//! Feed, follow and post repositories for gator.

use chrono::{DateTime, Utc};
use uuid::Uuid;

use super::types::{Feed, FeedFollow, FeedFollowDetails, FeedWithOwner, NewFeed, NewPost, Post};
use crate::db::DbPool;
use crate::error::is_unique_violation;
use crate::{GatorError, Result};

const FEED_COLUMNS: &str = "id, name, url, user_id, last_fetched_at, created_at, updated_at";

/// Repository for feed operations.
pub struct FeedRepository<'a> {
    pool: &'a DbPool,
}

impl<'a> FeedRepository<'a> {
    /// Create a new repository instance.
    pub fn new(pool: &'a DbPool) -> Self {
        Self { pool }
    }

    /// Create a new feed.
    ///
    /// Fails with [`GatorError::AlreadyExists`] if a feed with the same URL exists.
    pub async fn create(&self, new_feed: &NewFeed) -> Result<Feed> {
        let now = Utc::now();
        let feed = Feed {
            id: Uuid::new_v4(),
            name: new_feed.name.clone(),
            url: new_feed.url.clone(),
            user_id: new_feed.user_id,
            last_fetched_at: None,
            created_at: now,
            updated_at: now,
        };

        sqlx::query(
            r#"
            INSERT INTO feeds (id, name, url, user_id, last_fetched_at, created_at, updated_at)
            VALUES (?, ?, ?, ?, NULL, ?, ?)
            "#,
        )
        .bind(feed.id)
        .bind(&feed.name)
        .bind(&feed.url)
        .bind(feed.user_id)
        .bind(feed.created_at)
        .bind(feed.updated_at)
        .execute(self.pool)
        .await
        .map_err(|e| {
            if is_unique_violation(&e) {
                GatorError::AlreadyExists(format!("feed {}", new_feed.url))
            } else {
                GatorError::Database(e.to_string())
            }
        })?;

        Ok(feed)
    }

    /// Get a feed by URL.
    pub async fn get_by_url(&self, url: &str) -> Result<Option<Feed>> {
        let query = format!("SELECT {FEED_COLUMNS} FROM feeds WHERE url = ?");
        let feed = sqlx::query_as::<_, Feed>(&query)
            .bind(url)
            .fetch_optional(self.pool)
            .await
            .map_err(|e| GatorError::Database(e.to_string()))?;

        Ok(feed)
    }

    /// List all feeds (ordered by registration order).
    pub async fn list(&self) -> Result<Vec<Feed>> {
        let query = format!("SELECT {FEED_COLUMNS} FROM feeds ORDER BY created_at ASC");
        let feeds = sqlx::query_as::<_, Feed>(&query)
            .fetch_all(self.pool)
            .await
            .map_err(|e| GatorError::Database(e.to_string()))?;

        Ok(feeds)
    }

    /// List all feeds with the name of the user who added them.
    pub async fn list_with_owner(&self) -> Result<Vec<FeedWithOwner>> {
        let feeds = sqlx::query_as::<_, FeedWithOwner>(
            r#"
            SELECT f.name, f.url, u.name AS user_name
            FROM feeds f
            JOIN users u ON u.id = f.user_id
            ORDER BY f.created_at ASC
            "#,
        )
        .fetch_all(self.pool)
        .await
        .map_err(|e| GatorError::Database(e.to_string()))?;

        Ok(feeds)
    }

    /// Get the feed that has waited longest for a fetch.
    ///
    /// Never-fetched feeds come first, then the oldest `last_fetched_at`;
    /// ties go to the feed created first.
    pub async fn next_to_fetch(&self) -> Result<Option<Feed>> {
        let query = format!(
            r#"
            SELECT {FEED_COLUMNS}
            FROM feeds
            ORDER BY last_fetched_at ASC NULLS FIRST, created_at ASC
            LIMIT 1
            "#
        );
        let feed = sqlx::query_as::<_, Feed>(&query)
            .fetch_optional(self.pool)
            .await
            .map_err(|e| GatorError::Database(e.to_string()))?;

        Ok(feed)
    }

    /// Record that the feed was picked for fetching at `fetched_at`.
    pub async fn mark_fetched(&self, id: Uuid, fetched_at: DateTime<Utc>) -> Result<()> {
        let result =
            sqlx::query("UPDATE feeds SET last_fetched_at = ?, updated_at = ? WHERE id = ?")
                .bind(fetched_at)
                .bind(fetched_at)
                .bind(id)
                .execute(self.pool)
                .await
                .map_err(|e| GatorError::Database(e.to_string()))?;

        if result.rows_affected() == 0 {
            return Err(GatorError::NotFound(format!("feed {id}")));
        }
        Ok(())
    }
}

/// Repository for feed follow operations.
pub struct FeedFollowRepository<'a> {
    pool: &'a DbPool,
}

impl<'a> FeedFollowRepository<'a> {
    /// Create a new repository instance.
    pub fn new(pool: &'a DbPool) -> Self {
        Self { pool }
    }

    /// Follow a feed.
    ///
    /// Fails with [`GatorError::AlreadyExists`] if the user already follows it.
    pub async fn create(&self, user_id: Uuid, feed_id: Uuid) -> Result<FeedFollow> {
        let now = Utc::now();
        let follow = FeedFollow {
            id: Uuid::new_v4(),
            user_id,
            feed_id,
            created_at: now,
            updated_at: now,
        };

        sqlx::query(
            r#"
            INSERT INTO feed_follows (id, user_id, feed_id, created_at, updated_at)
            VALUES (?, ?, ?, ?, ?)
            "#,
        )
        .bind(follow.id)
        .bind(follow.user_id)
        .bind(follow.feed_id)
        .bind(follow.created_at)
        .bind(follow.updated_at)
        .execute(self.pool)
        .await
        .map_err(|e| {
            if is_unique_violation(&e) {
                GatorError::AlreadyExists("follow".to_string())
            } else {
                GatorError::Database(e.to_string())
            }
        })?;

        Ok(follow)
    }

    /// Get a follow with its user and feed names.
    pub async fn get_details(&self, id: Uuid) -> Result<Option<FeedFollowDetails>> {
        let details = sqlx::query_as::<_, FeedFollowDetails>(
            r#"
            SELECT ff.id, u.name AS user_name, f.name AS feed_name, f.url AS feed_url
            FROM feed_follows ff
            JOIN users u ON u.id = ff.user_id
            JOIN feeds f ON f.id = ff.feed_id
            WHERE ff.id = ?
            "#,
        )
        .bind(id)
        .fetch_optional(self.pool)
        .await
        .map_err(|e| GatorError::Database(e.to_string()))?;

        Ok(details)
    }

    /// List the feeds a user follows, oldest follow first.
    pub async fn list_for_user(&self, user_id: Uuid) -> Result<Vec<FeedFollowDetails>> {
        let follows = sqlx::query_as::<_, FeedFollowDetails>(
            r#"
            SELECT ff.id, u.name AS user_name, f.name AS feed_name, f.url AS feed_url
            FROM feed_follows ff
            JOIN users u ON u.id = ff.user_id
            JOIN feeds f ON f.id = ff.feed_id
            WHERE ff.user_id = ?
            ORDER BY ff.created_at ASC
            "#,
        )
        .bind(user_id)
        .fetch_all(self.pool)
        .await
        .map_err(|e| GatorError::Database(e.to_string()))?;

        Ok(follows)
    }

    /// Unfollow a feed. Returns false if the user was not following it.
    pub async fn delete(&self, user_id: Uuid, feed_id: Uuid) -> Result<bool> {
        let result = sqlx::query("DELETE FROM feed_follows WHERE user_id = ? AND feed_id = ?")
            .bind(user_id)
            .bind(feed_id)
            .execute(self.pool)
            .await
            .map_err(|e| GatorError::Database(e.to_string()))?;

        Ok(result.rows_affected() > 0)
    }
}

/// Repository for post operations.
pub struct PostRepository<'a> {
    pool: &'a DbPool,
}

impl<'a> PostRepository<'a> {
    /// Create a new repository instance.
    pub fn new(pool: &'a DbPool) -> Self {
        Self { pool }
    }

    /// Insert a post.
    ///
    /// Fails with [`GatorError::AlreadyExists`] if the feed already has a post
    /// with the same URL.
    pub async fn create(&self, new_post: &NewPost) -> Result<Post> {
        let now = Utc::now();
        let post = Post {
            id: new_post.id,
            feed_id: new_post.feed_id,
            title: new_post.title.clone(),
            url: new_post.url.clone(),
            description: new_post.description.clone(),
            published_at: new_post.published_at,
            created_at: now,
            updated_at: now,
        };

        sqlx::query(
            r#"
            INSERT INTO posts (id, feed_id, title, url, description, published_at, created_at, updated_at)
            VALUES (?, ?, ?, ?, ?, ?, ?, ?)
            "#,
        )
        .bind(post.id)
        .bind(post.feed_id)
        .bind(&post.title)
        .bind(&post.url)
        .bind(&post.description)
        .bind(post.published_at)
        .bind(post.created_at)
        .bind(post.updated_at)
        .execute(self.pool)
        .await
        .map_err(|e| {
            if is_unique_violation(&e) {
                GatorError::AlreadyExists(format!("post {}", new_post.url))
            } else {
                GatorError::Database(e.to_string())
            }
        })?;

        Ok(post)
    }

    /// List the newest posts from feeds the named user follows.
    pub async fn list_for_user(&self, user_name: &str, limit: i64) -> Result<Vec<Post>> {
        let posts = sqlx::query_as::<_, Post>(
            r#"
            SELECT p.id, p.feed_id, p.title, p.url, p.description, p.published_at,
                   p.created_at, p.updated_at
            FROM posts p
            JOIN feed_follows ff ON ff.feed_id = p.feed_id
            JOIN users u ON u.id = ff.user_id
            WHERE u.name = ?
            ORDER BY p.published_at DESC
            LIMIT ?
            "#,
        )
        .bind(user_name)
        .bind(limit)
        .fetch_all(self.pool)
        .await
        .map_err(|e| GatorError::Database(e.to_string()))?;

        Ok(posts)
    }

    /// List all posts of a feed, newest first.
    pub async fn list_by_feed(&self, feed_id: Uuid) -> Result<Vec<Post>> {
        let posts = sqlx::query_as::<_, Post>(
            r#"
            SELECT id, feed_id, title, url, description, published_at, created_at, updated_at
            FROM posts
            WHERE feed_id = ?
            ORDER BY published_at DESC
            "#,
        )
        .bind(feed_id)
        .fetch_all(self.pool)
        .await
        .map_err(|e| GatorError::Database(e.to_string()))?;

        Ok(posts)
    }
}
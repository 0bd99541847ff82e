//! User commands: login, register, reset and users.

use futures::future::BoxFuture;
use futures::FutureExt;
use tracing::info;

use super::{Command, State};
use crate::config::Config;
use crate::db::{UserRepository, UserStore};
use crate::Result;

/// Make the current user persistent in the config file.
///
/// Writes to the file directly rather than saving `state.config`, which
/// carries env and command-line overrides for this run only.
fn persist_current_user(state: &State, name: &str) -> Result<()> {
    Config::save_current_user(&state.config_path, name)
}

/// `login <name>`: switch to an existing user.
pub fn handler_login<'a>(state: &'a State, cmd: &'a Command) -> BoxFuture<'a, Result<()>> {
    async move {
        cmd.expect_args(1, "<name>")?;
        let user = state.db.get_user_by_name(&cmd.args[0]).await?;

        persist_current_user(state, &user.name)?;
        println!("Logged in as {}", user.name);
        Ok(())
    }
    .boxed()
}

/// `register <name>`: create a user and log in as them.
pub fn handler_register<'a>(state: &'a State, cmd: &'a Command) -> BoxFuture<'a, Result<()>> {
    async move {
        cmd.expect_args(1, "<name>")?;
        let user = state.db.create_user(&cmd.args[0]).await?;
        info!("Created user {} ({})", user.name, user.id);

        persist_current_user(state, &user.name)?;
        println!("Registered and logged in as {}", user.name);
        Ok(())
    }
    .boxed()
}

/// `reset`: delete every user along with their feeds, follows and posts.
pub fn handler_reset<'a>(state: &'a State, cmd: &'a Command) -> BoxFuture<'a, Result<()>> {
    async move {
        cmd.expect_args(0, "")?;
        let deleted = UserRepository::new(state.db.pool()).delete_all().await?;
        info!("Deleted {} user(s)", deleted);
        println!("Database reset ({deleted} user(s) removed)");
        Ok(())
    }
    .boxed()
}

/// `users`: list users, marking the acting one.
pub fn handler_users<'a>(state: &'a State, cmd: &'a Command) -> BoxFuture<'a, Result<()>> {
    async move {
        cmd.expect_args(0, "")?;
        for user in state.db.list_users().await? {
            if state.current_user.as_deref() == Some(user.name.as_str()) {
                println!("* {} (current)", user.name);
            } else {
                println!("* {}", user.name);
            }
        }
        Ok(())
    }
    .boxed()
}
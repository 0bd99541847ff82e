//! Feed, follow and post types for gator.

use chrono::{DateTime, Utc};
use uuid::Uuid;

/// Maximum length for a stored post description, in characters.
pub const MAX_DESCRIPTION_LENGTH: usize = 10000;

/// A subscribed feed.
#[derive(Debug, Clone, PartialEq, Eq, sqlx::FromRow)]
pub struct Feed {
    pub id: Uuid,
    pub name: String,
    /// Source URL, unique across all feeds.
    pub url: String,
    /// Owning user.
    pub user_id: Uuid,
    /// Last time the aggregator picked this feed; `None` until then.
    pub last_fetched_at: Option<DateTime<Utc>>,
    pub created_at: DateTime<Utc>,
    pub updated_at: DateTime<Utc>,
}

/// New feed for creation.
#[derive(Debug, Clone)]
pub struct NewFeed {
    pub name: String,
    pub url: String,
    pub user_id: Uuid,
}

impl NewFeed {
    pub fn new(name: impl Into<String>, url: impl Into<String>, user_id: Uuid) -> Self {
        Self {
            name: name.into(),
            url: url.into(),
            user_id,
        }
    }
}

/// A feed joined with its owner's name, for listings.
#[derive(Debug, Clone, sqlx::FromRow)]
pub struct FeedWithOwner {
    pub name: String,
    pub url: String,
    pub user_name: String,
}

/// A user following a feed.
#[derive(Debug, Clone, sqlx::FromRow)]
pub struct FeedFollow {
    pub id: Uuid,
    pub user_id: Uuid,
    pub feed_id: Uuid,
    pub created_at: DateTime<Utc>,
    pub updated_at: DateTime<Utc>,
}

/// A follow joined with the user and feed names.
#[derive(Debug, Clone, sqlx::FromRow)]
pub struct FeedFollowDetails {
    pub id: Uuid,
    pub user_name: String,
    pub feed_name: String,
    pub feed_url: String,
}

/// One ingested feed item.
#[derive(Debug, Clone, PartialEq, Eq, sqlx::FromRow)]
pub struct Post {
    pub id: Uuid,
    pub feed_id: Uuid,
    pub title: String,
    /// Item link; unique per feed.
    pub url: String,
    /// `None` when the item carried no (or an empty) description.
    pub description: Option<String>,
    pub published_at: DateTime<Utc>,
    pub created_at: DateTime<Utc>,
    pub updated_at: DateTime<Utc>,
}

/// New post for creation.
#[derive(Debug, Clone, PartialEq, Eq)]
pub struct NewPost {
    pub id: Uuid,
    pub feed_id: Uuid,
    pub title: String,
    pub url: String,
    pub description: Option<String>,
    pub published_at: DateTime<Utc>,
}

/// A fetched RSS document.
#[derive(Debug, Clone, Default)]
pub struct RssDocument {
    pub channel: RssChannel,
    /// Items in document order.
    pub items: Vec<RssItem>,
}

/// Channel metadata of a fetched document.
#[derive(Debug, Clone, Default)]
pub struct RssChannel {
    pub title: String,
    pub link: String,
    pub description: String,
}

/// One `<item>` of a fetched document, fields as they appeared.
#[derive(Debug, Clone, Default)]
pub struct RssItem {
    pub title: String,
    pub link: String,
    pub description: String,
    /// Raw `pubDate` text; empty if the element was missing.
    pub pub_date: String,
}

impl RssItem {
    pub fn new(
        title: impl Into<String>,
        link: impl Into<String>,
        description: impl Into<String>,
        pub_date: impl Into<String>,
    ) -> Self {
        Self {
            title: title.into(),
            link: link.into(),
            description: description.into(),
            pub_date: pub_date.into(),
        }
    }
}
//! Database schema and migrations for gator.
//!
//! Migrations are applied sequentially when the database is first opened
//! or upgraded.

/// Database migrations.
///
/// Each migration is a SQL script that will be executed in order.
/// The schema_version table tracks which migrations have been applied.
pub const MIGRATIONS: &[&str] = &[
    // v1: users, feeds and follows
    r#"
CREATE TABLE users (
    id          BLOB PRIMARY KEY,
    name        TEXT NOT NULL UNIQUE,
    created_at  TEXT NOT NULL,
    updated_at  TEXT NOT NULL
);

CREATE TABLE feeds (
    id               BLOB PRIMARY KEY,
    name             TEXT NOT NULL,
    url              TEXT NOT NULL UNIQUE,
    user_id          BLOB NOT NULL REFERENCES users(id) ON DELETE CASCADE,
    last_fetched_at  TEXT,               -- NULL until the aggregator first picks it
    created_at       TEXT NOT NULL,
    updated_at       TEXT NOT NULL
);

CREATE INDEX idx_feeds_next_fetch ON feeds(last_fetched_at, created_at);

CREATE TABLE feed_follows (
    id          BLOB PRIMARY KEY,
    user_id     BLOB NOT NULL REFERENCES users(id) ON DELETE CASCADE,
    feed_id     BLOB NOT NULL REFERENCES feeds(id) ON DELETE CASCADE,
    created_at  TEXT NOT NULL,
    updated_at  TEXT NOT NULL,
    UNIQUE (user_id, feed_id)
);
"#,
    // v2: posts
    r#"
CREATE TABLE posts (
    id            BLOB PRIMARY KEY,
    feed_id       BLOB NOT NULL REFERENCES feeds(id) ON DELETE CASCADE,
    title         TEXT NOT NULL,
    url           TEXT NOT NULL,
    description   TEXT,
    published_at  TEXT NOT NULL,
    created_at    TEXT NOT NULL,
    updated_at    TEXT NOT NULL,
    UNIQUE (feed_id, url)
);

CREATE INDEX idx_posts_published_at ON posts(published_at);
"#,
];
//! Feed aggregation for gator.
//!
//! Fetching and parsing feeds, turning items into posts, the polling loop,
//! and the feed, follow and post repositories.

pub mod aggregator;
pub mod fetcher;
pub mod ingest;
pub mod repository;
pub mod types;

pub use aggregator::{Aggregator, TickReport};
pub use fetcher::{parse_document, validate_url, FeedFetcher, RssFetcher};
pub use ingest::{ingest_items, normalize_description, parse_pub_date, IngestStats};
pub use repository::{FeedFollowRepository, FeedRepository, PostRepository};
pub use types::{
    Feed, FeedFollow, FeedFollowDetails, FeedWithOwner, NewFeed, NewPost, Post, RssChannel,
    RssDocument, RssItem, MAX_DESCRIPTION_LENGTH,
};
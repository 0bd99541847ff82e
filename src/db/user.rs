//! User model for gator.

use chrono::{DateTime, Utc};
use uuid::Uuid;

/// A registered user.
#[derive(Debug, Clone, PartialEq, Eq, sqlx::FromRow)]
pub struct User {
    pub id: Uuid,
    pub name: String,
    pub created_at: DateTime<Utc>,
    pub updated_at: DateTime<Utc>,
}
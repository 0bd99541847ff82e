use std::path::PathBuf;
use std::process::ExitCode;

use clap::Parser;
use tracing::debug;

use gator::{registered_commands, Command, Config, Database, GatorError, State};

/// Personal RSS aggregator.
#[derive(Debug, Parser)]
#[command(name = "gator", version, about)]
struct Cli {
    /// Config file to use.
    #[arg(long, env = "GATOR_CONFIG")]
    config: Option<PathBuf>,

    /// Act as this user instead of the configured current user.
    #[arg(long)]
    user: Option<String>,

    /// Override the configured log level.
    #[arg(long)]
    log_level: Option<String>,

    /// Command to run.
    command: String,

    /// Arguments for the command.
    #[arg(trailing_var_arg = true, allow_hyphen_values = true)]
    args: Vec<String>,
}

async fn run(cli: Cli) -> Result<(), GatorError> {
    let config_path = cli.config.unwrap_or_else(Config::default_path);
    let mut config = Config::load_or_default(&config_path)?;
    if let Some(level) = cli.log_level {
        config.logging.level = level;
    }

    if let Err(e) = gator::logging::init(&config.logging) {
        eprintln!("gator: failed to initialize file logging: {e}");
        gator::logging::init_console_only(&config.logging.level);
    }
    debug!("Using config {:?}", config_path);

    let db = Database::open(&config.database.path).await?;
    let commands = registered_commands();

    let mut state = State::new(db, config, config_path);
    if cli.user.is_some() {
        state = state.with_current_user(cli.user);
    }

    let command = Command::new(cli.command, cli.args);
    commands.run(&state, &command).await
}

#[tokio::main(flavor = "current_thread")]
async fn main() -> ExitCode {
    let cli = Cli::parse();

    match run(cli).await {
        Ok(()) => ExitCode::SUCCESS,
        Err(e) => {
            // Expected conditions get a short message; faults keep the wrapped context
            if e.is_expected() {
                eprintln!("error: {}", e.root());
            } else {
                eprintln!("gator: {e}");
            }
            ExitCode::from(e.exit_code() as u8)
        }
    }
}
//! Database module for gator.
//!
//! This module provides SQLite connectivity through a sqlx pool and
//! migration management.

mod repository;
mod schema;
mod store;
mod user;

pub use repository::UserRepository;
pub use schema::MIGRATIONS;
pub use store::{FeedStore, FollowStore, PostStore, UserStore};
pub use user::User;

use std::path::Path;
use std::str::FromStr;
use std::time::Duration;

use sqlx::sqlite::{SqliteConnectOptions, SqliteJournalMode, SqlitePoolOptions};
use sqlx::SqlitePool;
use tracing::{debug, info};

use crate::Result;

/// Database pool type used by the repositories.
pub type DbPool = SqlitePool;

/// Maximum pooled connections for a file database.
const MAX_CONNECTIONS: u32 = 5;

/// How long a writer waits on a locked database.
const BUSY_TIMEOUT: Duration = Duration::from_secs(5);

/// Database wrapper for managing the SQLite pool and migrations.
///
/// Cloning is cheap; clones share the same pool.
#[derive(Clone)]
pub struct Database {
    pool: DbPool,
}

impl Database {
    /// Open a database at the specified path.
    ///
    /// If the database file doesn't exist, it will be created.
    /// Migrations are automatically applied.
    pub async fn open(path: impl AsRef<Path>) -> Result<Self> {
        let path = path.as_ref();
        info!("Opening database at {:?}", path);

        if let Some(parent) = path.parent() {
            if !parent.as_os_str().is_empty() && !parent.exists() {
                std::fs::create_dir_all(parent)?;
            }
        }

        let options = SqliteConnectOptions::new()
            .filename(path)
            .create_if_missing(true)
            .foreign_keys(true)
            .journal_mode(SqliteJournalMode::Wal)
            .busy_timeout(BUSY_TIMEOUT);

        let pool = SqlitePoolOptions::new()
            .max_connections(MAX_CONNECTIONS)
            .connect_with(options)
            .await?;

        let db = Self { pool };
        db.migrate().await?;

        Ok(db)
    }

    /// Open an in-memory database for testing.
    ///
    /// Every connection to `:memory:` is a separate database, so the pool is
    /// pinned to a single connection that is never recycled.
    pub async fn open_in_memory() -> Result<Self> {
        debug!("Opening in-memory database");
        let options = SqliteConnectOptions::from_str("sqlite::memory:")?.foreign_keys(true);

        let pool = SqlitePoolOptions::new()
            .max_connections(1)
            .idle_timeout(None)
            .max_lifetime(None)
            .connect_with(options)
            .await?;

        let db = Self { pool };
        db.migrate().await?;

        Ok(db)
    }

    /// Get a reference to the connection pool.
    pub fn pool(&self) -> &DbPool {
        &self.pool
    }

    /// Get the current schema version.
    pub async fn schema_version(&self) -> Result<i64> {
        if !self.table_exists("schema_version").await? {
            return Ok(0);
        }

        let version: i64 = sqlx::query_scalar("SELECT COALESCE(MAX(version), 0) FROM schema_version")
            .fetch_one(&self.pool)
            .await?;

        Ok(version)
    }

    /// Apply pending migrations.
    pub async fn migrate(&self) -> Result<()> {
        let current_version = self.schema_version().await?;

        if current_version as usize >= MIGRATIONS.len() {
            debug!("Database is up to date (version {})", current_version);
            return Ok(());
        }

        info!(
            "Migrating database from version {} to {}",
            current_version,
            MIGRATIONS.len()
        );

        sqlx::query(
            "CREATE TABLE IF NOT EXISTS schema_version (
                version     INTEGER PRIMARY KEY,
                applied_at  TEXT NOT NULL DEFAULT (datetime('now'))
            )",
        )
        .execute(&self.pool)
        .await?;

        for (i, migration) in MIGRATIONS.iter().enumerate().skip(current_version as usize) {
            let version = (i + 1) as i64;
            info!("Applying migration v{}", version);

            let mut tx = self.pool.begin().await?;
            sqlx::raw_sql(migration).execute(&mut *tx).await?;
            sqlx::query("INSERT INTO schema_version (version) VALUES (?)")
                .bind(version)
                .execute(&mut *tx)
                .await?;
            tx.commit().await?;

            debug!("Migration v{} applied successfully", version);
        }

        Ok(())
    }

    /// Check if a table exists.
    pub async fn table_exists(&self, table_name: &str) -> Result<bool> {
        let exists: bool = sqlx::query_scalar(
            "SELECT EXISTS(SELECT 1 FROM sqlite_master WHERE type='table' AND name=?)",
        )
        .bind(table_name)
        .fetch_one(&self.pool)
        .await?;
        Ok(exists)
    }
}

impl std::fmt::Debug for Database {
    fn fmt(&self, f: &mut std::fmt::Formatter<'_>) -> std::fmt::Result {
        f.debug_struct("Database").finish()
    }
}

◇ ◇ ◇ ◇ ◇

Search the data for "fetcher". Copy every matching line.

pub mod fetcher;
pub use fetcher::{parse_document, validate_url, FeedFetcher, RssFetcher};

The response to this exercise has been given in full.